HOW TO COMPLETE THIS TASK:
Output, word for word, every line from the line with "let mut readers = Vec::new();" through the final line of the data below.

SUPPLIED MATERIAL:
>>>>

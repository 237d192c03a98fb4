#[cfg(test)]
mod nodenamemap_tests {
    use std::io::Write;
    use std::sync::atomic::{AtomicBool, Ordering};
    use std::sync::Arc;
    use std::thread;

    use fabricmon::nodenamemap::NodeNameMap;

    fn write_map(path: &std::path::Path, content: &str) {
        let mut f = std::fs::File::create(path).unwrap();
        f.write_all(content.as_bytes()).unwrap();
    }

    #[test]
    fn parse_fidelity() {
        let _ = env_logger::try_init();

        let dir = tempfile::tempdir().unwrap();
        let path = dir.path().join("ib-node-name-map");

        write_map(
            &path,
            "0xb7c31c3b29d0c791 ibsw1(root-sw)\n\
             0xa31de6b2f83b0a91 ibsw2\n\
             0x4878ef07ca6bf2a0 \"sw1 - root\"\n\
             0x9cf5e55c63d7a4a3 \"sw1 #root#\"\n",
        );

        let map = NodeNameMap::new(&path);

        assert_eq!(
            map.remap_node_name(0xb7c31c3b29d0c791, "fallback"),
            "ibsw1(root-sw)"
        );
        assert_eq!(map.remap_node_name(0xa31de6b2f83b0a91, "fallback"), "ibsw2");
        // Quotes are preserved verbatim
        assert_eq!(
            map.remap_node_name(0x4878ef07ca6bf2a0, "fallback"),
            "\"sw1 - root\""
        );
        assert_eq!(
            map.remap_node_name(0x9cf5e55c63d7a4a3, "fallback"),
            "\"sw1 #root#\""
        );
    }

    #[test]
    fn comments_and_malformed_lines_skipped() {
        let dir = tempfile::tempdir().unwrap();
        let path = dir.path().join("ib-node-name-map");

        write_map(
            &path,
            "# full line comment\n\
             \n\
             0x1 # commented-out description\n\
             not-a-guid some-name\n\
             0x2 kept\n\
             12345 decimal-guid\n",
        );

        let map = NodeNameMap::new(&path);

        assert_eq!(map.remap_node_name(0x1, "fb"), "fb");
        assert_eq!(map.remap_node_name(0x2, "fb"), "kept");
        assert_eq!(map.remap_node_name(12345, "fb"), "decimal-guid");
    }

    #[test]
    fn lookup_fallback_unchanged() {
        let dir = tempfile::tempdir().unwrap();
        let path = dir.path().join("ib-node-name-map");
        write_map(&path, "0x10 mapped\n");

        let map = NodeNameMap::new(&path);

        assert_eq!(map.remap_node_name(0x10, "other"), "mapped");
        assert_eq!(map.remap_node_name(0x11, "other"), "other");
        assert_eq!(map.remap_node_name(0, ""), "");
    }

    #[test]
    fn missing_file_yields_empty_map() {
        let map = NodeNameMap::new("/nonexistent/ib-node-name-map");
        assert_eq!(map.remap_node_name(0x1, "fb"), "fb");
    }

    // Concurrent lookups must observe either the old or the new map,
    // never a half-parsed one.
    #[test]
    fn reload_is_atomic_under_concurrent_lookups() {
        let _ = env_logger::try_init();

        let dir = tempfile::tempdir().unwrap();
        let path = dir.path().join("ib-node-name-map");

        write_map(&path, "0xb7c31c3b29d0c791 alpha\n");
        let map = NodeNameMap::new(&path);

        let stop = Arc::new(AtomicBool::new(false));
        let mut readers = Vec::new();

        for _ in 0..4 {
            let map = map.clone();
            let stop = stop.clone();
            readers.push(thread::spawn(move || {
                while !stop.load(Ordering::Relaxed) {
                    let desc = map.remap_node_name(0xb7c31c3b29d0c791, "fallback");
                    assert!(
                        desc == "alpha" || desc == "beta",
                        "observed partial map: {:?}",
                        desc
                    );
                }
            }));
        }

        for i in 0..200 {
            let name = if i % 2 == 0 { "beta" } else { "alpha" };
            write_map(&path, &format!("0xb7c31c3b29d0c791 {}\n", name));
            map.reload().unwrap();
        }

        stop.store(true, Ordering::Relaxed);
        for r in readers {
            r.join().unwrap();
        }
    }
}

<<<<

RESPONSE TO THIS TASK:
        let mut readers = Vec::new();

        for _ in 0..4 {
            let map = map.clone();
            let stop = stop.clone();
            readers.push(thread::spawn(move || {
                while !stop.load(Ordering::Relaxed) {
                    let desc = map.remap_node_name(0xb7c31c3b29d0c791, "fallback");
                    assert!(
                        desc == "alpha" || desc == "beta",
                        "observed partial map: {:?}",
                        desc
                    );
                }
            }));
        }

        for i in 0..200 {
            let name = if i % 2 == 0 { "beta" } else { "alpha" };
            write_map(&path, &format!("0xb7c31c3b29d0c791 {}\n", name));
            map.reload().unwrap();
        }

        stop.store(true, Ordering::Relaxed);
        for r in readers {
            r.join().unwrap();
        }
    }
}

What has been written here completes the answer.